• **Exercise objective**
The lines from the start of the records below through the line containing "impl Default for" are to be copied exactly, both ends included, with nothing added.

--- Input records Enclosed Below ---

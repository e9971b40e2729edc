/*
 * SPDX-FileCopyrightText: 2020 Stalwart Labs LLC <hello@stalw.art>
 *
 * SPDX-License-Identifier: Apache-2.0 OR MIT
 */

use std::{
    net::{IpAddr, Ipv4Addr},
    time::Duration,
};

use serde::{Deserialize, Serialize};
use trust_dns_resolver::{config::ResolverConfig, system_conf::read_system_conf};

use crate::{
    common::{
        ip::{classify_addr, parse_ip, IpClass},
        resolver::{DnsLookup, DEFAULT_DNSBL_ZONE},
    },
    relay::DEFAULT_PLACEHOLDER_DELAY,
    reputation::{IpInfoClient, ReputationLookup, DEFAULT_REPUTATION_URL},
    Error, ForensicAnalysis, ForensicReport, Resolver,
};

/// Upstream nameservers used by the default DNS collaborator.
#[derive(Debug, Clone, Copy, PartialEq, Eq, Default, Serialize, Deserialize)]
#[serde(rename_all = "snake_case")]
pub enum DnsProvider {
    #[default]
    System,
    Cloudflare,
    CloudflareTls,
    Google,
}

#[derive(Debug, Clone, PartialEq, Serialize, Deserialize)]
#[serde(default)]
pub struct AnalyzerConfig {
    /// Delay assigned to every hop when the chain has no positive delay.
    pub placeholder_delay: f64,
    pub dns_provider: DnsProvider,
    pub dns_timeout_secs: u64,
    pub http_timeout_secs: u64,
    pub dnsbl_zone: String,
    /// Reputation service URL, `{ip}` is replaced by the sender address.
    pub reputation_url: String,
    pub cache_capacity: usize,
    pub enable_dns: bool,
    pub enable_reputation: bool,
}

impl Default for AnalyzerConfig {
    fn default() -> Self {
        AnalyzerConfig {
            placeholder_delay: DEFAULT_PLACEHOLDER_DELAY,
            dns_provider: DnsProvider::default(),
            dns_timeout_secs: 5,
            http_timeout_secs: 5,
            dnsbl_zone: DEFAULT_DNSBL_ZONE.to_string(),
            reputation_url: DEFAULT_REPUTATION_URL.to_string(),
            cache_capacity: 128,
            enable_dns: true,
            enable_reputation: true,
        }
    }
}

impl AnalyzerConfig {
    pub fn with_placeholder_delay(mut self, placeholder_delay: f64) -> Self {
        self.placeholder_delay = placeholder_delay;
        self
    }

    pub fn with_dns_provider(mut self, dns_provider: DnsProvider) -> Self {
        self.dns_provider = dns_provider;
        self
    }

    pub fn with_dns_timeout(mut self, timeout: Duration) -> Self {
        self.dns_timeout_secs = timeout.as_secs();
        self
    }

    pub fn with_http_timeout(mut self, timeout: Duration) -> Self {
        self.http_timeout_secs = timeout.as_secs();
        self
    }

    pub fn with_dnsbl_zone(mut self, zone: impl Into<String>) -> Self {
        self.dnsbl_zone = zone.into();
        self
    }

    pub fn with_reputation_url(mut self, url: impl Into<String>) -> Self {
        self.reputation_url = url.into();
        self
    }

    pub fn with_cache_capacity(mut self, capacity: usize) -> Self {
        self.cache_capacity = capacity;
        self
    }

    pub fn with_dns(mut self, enable: bool) -> Self {
        self.enable_dns = enable;
        self
    }

    pub fn with_reputation(mut self, enable: bool) -> Self {
        self.enable_reputation = enable;
        self
    }

    pub fn dns_timeout(&self) -> Duration {
        Duration::from_secs(self.dns_timeout_secs)
    }

    pub fn http_timeout(&self) -> Duration {
        Duration::from_secs(self.http_timeout_secs)
    }
}

/// Produces forensic reports and enriches them through the DNS and
/// reputation collaborators.
pub struct ForensicAnalyzer<D = Resolver, R = IpInfoClient> {
    config: AnalyzerConfig,
    dns: D,
    reputation: R,
}

impl ForensicAnalyzer {
    /// Builds an analyzer backed by a caching DNS resolver and an HTTP
    /// reputation client. Requires a Tokio runtime.
    pub fn new(config: AnalyzerConfig) -> crate::Result<Self> {
        let resolver_config = match config.dns_provider {
            DnsProvider::System => {
                read_system_conf()
                    .map_err(|err| Error::DnsError(err.to_string()))?
                    .0
            }
            DnsProvider::Cloudflare => ResolverConfig::cloudflare(),
            DnsProvider::CloudflareTls => ResolverConfig::cloudflare_tls(),
            DnsProvider::Google => ResolverConfig::google(),
        };
        let dns = Resolver::with_capacity(
            resolver_config,
            Resolver::single_attempt_options(config.dns_timeout()),
            config.cache_capacity,
        )?
        .with_dnsbl_zone(config.dnsbl_zone.as_str());
        let reputation = IpInfoClient::new(config.reputation_url.as_str(), config.http_timeout())?;

        Ok(ForensicAnalyzer {
            config,
            dns,
            reputation,
        })
    }
}

impl<D: DnsLookup, R: ReputationLookup> ForensicAnalyzer<D, R> {
    pub fn with_collaborators(config: AnalyzerConfig, dns: D, reputation: R) -> Self {
        ForensicAnalyzer {
            config,
            dns,
            reputation,
        }
    }

    pub fn config(&self) -> &AnalyzerConfig {
        &self.config
    }

    /// Offline report for a raw header block.
    pub fn report(&self, raw: impl AsRef<[u8]>) -> ForensicReport {
        ForensicReport::parse(raw, self.config.placeholder_delay)
    }

    /// Report for a raw header block plus DNS and reputation lookups.
    pub async fn analyze(&self, raw: impl AsRef<[u8]>) -> ForensicAnalysis {
        self.enrich(self.report(raw)).await
    }

    /// Runs every enabled lookup once. Lookup failures leave the
    /// corresponding field empty or carry an error descriptor.
    pub async fn enrich(&self, report: ForensicReport) -> ForensicAnalysis {
        let (report, dmarc_txt, spf_txt) = if self.config.enable_dns {
            let mut listed = Vec::with_capacity(report.relays().len());
            for hop in report.relays().hops() {
                listed.push(match hop.ip().and_then(dnsbl_candidate) {
                    Some(ip) => self.dns.dnsbl_listed(ip).await,
                    None => false,
                });
            }

            let dmarc_txt = match report.from_domain() {
                "" => String::new(),
                domain => self.dns.dmarc_record(domain).await,
            };
            let spf_txt = match report.return_path_domain() {
                "" => String::new(),
                domain => self.dns.spf_record(domain).await,
            };

            (report.with_listings(listed), dmarc_txt, spf_txt)
        } else {
            (report, String::new(), String::new())
        };

        let ip_info = match report.sender_ip() {
            Some(ip) if self.config.enable_reputation => Some(self.reputation.ip_info(ip).await),
            _ => None,
        };

        ForensicAnalysis::new(report, dmarc_txt, spf_txt, ip_info)
    }
}

// Only public IPv4 addresses are checked against the DNSBL
fn dnsbl_candidate(ip: &str) -> Option<Ipv4Addr> {
    match parse_ip(ip)? {
        IpAddr::V4(ip) if classify_addr(IpAddr::V4(ip)) == IpClass::Public => Some(ip),
        _ => None,
    }
}

#[cfg(test)]
mod test {
    use std::{
        collections::HashMap,
        net::{IpAddr, Ipv4Addr},
    };

    use parking_lot::Mutex;

    use crate::{
        common::resolver::DnsLookup, reputation::ReputationLookup, AnalyzerConfig, Error,
        ForensicAnalyzer, IpInfo,
    };

    use super::DnsProvider;

    const HEADERS: &str = concat!(
        "Received: from relay.example.net (relay.example.net [209.85.220.41])\r\n",
        "\tby mx.example.com with ESMTPS; Mon, 1 Jan 2024 10:05:00 +0000\r\n",
        "Received: from client (client [10.1.2.3])\r\n",
        "\tby relay.example.net with ESMTP; Mon, 1 Jan 2024 10:00:00 +0000\r\n",
        "Received: from v6.example.org ([2607:f8b0:4864:20::42c]) by client;\r\n",
        "\tMon, 1 Jan 2024 09:59:00 +0000\r\n",
        "Authentication-Results: mx.example.com; spf=pass smtp.mailfrom=example.com;\r\n",
        "\tdkim=fail; dmarc=pass\r\n",
        "From: Alice <alice@example.com>\r\n",
        "Return-Path: <bob@other.com>\r\n",
        "\r\n"
    );

    #[derive(Default)]
    struct MockDns {
        listed: Vec<Ipv4Addr>,
        records: HashMap<String, String>,
        queries: Mutex<Vec<String>>,
    }

    #[derive(Default)]
    struct MockReputation {
        queries: Mutex<Vec<IpAddr>>,
    }

    impl DnsLookup for MockDns {
        async fn dnsbl_listed(&self, ip: Ipv4Addr) -> bool {
            self.queries.lock().push(format!("dnsbl {ip}"));
            self.listed.contains(&ip)
        }

        async fn dmarc_record(&self, domain: &str) -> String {
            self.queries.lock().push(format!("dmarc {domain}"));
            self.records
                .get(&format!("_dmarc.{domain}"))
                .cloned()
                .unwrap_or_default()
        }

        async fn spf_record(&self, domain: &str) -> String {
            self.queries.lock().push(format!("spf {domain}"));
            self.records.get(domain).cloned().unwrap_or_default()
        }
    }

    impl ReputationLookup for MockReputation {
        async fn ip_info(&self, ip: IpAddr) -> IpInfo {
            self.queries.lock().push(ip);
            IpInfo::Found(serde_json::json!({ "ip": ip.to_string(), "country": "US" }))
        }
    }

    fn analyzer(config: AnalyzerConfig) -> ForensicAnalyzer<MockDns, MockReputation> {
        ForensicAnalyzer::with_collaborators(
            config,
            MockDns {
                listed: vec![Ipv4Addr::new(209, 85, 220, 41)],
                records: HashMap::from([
                    (
                        "_dmarc.example.com".to_string(),
                        "v=DMARC1; p=reject".to_string(),
                    ),
                    ("other.com".to_string(), "v=spf1 -all".to_string()),
                ]),
                ..Default::default()
            },
            MockReputation::default(),
        )
    }

    #[tokio::test]
    async fn analyze_with_lookups() {
        let analyzer = analyzer(AnalyzerConfig::default());
        let analysis = analyzer.analyze(HEADERS).await;
        let report = analysis.report();

        assert_eq!(report.spf_status().as_str(), "pass");
        assert_eq!(report.dkim_status().as_str(), "fail");
        assert!(report.dmarc_compliant());
        assert!(!report.spf_aligned());
        assert_eq!(analysis.dmarc_txt(), "v=DMARC1; p=reject");
        assert_eq!(analysis.spf_txt(), "v=spf1 -all");

        // IPv6 and private hops are never queried and count as not listed
        assert_eq!(
            report
                .relays()
                .hops()
                .iter()
                .map(|hop| (hop.ip().unwrap_or_default(), hop.is_listed()))
                .collect::<Vec<_>>(),
            vec![
                ("2607:f8b0:4864:20::42c", Some(false)),
                ("10.1.2.3", Some(false)),
                ("209.85.220.41", Some(true)),
            ]
        );
        assert_eq!(
            *analyzer.dns.queries.lock(),
            vec![
                "dnsbl 209.85.220.41".to_string(),
                "dmarc example.com".to_string(),
                "spf other.com".to_string(),
            ]
        );

        // The earliest public hop is the IPv6 relay
        let sender_ip = "2607:f8b0:4864:20::42c".parse::<IpAddr>().unwrap();
        assert_eq!(report.sender_ip(), Some(sender_ip));
        assert_eq!(*analyzer.reputation.queries.lock(), vec![sender_ip]);
        assert_eq!(
            analysis.ip_info(),
            Some(&IpInfo::Found(serde_json::json!({
                "ip": "2607:f8b0:4864:20::42c",
                "country": "US"
            })))
        );
    }

    #[tokio::test]
    async fn analyze_with_lookups_disabled() {
        let analyzer = analyzer(
            AnalyzerConfig::default()
                .with_dns(false)
                .with_reputation(false)
                .with_placeholder_delay(0.5),
        );
        let analysis = analyzer.analyze(HEADERS).await;

        assert_eq!(analysis.dmarc_txt(), "");
        assert_eq!(analysis.spf_txt(), "");
        assert_eq!(analysis.ip_info(), None);
        assert!(analysis
            .report()
            .relays()
            .hops()
            .iter()
            .all(|hop| hop.is_listed().is_none()));
        assert!(analyzer.dns.queries.lock().is_empty());
        assert!(analyzer.reputation.queries.lock().is_empty());
        assert_eq!(analysis.report().relays().total_delay(), 360.0);
    }

    #[tokio::test]
    async fn analyze_without_identities() {
        let analyzer = analyzer(AnalyzerConfig::default().with_placeholder_delay(0.5));
        let analysis = analyzer
            .analyze("Received: from localhost ([127.0.0.1]) by mx.example.com\r\n\r\n")
            .await;

        // No From or Return-Path domain and no public address to look up
        assert!(analyzer.dns.queries.lock().is_empty());
        assert!(analyzer.reputation.queries.lock().is_empty());
        assert_eq!(analysis.ip_info(), None);
        assert_eq!(analysis.report().relays().total_delay(), 0.5);

        let json: serde_json::Value = serde_json::from_str(&analysis.to_json()).unwrap();
        assert_eq!(json["ip_info"], serde_json::json!({}));
        assert_eq!(json["relays"][0]["blacklist"], true);
    }

    #[test]
    fn config_defaults() {
        let config: AnalyzerConfig = serde_json::from_str(
            r#"{"placeholder_delay": 0.25, "dns_provider": "cloudflare_tls", "enable_reputation": false}"#,
        )
        .unwrap();
        assert_eq!(
            config,
            AnalyzerConfig::default()
                .with_placeholder_delay(0.25)
                .with_dns_provider(DnsProvider::CloudflareTls)
                .with_reputation(false)
        );
        assert_eq!(config.dns_timeout().as_secs(), 5);
        assert_eq!(config.dnsbl_zone, "zen.spamhaus.org");
        assert_eq!(config.reputation_url, "https://ipinfo.io/{ip}/json");
    }

    #[tokio::test]
    async fn analyzer_from_config() {
        for provider in [
            DnsProvider::Cloudflare,
            DnsProvider::CloudflareTls,
            DnsProvider::Google,
        ] {
            assert!(
                ForensicAnalyzer::new(AnalyzerConfig::default().with_dns_provider(provider))
                    .is_ok(),
                "{provider:?}"
            );
        }

        // Hosts without a resolver configuration report a DNS error
        match ForensicAnalyzer::new(AnalyzerConfig::default()) {
            Ok(_) | Err(Error::DnsError(_)) => (),
            Err(err) => panic!("unexpected error: {err}"),
        }
    }
}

--- End of Enclosed Input records ---

• **Exercise answer**
repository e9971b40e2729edc
/*
 * SPDX-FileCopyrightText: 2020 Stalwart Labs LLC <hello@stalw.art>
 *
 * SPDX-License-Identifier: Apache-2.0 OR MIT
 */

use std::{
    net::{IpAddr, Ipv4Addr},
    time::Duration,
};

use serde::{Deserialize, Serialize};
use trust_dns_resolver::{config::ResolverConfig, system_conf::read_system_conf};

use crate::{
    common::{
        ip::{classify_addr, parse_ip, IpClass},
        resolver::{DnsLookup, DEFAULT_DNSBL_ZONE},
    },
    relay::DEFAULT_PLACEHOLDER_DELAY,
    reputation::{IpInfoClient, ReputationLookup, DEFAULT_REPUTATION_URL},
    Error, ForensicAnalysis, ForensicReport, Resolver,
};

/// Upstream nameservers used by the default DNS collaborator.
#[derive(Debug, Clone, Copy, PartialEq, Eq, Default, Serialize, Deserialize)]
#[serde(rename_all = "snake_case")]
pub enum DnsProvider {
    #[default]
    System,
    Cloudflare,
    CloudflareTls,
    Google,
}

#[derive(Debug, Clone, PartialEq, Serialize, Deserialize)]
#[serde(default)]
pub struct AnalyzerConfig {
    /// Delay assigned to every hop when the chain has no positive delay.
    pub placeholder_delay: f64,
    pub dns_provider: DnsProvider,
    pub dns_timeout_secs: u64,
    pub http_timeout_secs: u64,
    pub dnsbl_zone: String,
    /// Reputation service URL, `{ip}` is replaced by the sender address.
    pub reputation_url: String,
    pub cache_capacity: usize,
    pub enable_dns: bool,
    pub enable_reputation: bool,
}

impl Default for AnalyzerConfig {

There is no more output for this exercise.